The second issue refers to petitioners’ objection against the creation by Proclamation No. 420 of a regime of tax exemption within the John Hay SEZ. Petitioners argue that nowhere in R. A. No. 7227 is there a grant of tax exemption to SEZs yet to be established in base areas, unlike the grant under Section 12 thereof of tax exemption and investment incentives to the therein established Subic SEZ. The grant of tax exemption to the John Hay SEZ, petitioners conclude, thus contravenes Article VI, Section 28 (4) of the Constitution which provides that “No law granting any tax exemption shall be passed without the concurrence of a majority of all the members of Congress.”
Section 3 of Proclamation No. 420, the challenged provision, reads:
Sec. 3. Investment Climate in John Hay Special Economic Zone. – Pursuant to Section 5(m) and Section 15 of Republic Act No. 7227, the John Hay Poro Point Development Corporation shall implement all necessary policies, rules, and regulations governing the zone, including investment incentives, in consultation with pertinent government departments. Among others, the zone shall have all the applicable incentives of the Special Economic Zone under Section 12 of Republic Act No. 7227 and those applicable incentives granted in the Export Processing Zones, the Omnibus Investment Code of 1987, the Foreign Investment Act of 1991, and new investment laws that may hereinafter be enacted. (Emphasis and underscoring supplied)

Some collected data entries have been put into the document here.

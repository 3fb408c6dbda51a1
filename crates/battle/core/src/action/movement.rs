//! Move and rune-pickup actions.

use crate::config::BattleConfig;
use crate::delta::{Delta, RuneOutcome};
use crate::state::{
    Battle, ModifierChange, ModifierId, ModifierKind, PlayerId, Position, Rune, RuneId, RuneType,
    Source, StatField, Status, UnitId,
};

use super::ActionError;

/// Modifier identity reserved for the haste rune's move-point buff.
const HASTE_RUNE_MODIFIER: ModifierId = ModifierId(900);

/// Validates a move along the BFS-cheapest route and emits `UnitMoved`.
/// Heroes traverse rune cells and automatically pick up a rune they land
/// on.
pub(super) fn move_unit(
    battle: &Battle,
    player: PlayerId,
    unit_id: UnitId,
    to: Position,
) -> Result<Vec<Delta>, ActionError> {
    let unit = super::controlled_unit(battle, player, unit_id)?;
    if unit.status.contains(Status::ROOTED) {
        return Err(ActionError::Rooted(unit_id));
    }
    let from = unit.position;
    let is_hero = unit.hero().is_some();

    let map = battle
        .path_costs(from, Some(to), is_hero)
        .ok_or(ActionError::NoPath { from, to })?;
    let cost = map.cost(to).ok_or(ActionError::NoPath { from, to })? as i32;
    if cost > unit.move_points {
        return Err(ActionError::NotEnoughMovePoints {
            needed: cost,
            available: unit.move_points,
        });
    }

    let mut deltas = vec![Delta::UnitMoved {
        unit: unit_id,
        from,
        to,
        move_cost: cost,
    }];
    if is_hero && let Some(rune) = battle.rune_at(to) {
        deltas.push(Delta::RunePickedUp {
            hero: unit_id,
            rune: rune.id,
            outcome: resolve_rune_outcome(battle, rune),
        });
    }
    Ok(deltas)
}

/// Picks up an adjacent (or underfoot) rune without moving.
pub(super) fn pick_up_rune(
    battle: &Battle,
    player: PlayerId,
    hero_id: UnitId,
    rune_id: RuneId,
) -> Result<Vec<Delta>, ActionError> {
    let hero = super::controlled_unit(battle, player, hero_id)?;
    if hero.hero().is_none() {
        return Err(ActionError::NotAHero(hero_id));
    }
    let rune = battle.rune(rune_id).ok_or(ActionError::UnknownRune(rune_id))?;
    if rune.consumed {
        return Err(ActionError::RuneConsumed(rune_id));
    }
    if hero.position.manhattan(rune.position) > 1 {
        return Err(ActionError::NotAdjacent {
            actor: hero.position,
            target: rune.position,
        });
    }
    Ok(vec![Delta::RunePickedUp {
        hero: hero_id,
        rune: rune_id,
        outcome: resolve_rune_outcome(battle, rune),
    }])
}

/// Resolves a rune's payload at production time, so the pickup delta
/// replays without consulting rune rules.
fn resolve_rune_outcome(battle: &Battle, rune: &Rune) -> RuneOutcome {
    match rune.kind {
        RuneType::Gold => RuneOutcome {
            gold: BattleConfig::GOLD_RUNE_VALUE,
            ..RuneOutcome::default()
        },
        RuneType::Regeneration => RuneOutcome {
            heal: BattleConfig::REGENERATION_RUNE_HEAL,
            ..RuneOutcome::default()
        },
        RuneType::Haste => RuneOutcome {
            modifier: Some(crate::state::Modifier {
                id: HASTE_RUNE_MODIFIER,
                handle: battle.next_modifier_handle(),
                source: Source::None,
                kind: ModifierKind::Expiring {
                    turns_remaining: BattleConfig::HASTE_RUNE_DURATION,
                },
                changes: vec![ModifierChange::FieldChange {
                    field: StatField::MaxMovePoints,
                    delta: BattleConfig::HASTE_RUNE_MOVE_BONUS,
                }],
            }),
            ..RuneOutcome::default()
        },
    }
}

Upon the other hand, Section 12 of R.A. No. 7227 provides:
x x x
(a) Within the framework and subject to the mandate and limitations of the Constitution and the pertinent provisions of the Local Government Code, the Subic Special Economic Zone shall be developed into a self-sustaining, industrial, commercial, financial and investment center to generate employment opportunities in and around the zone and to attract and promote productive foreign investments;
b) The Subic Special Economic Zone shall be operated and managed as a separate customs territory ensuring free flow or movement of goods and capital within, into and exported out of the Subic Special Economic Zone, as well as provide incentives such as tax and duty free importations of raw materials, capital and equipment. However, exportation or removal of goods from the territory of the Subic Special Economic Zone to the other parts of the Philippine territory shall be subject to customs duties and taxes under the Customs and Tariff Code and other relevant tax laws of the Philippines;
(c) The provisions of existing laws, rules and regulations to the contrary notwithstanding, no taxes, local and national, shall be imposed within the Subic Special Economic Zone. In lieu of paying taxes, three percent (3%) of the gross income earned by all businesses and enterprises within the Subic Special Economic Zone shall be remitted to the National Government, one percent (1%) each to the local government units affected by the declaration of the zone in proportion to their population area, and other factors. In addition, there is hereby established a development fund of one percent (1%) of the gross income earned by all businesses and enterprises within the Subic Special Economic Zone to be utilized for the Municipality of Subic, and other municipalities contiguous to be base areas. In case of conflict between national and local laws with respect to tax exemption privileges in the Subic Special Economic Zone, the same shall be resolved in favor of the latter;
(d) No exchange control policy shall be applied and free markets for foreign exchange, gold, securities and futures shall be allowed and maintained in the Subic Special Economic Zone;
(e) The Central Bank, through the Monetary Board, shall supervise and regulate the operations of banks and other financial institutions within the Subic Special Economic Zone;
(f) Banking and Finance shall be liberalized with the establishment of foreign currency depository units of local commercial banks and offshore banking units of foreign banks with minimum Central Bank regulation;
(g) Any investor within the Subic Special Economic Zone whose continuing investment shall not be less than Two Hundred fifty thousand dollars ($250,000), his/her spouse and dependent children under twenty-one (21) years of age, shall be granted permanent resident status within the Subic Special Economic Zone. They shall have freedom of ingress and egress to and from the Subic Special Economic Zone without any need of special authorization from the Bureau of Immigration and Deportation. The Subic Bay Metropolitan Authority referred to in Section 13 of this Act may also issue working visas renewable every two (2) years to foreign executives and other aliens possessing highly-technical skills which no Filipino within the Subic Special Economic Zone possesses, as certified by the Department of Labor and Employment. The names of aliens granted permanent residence status and working visas by the Subic Bay Metropolitan Authority shall be reported to the Bureau of Immigration and Deportation within thirty (30) days after issuance thereof;
x x x (Emphasis supplied)
It is clear that under Section 12 of R.A. No. 7227 it is only the Subic SEZ which was granted by Congress with tax exemption, investment incentives and the like. There is no express extension of the aforesaid benefits to other SEZs still to be created at the time via presidential proclamation.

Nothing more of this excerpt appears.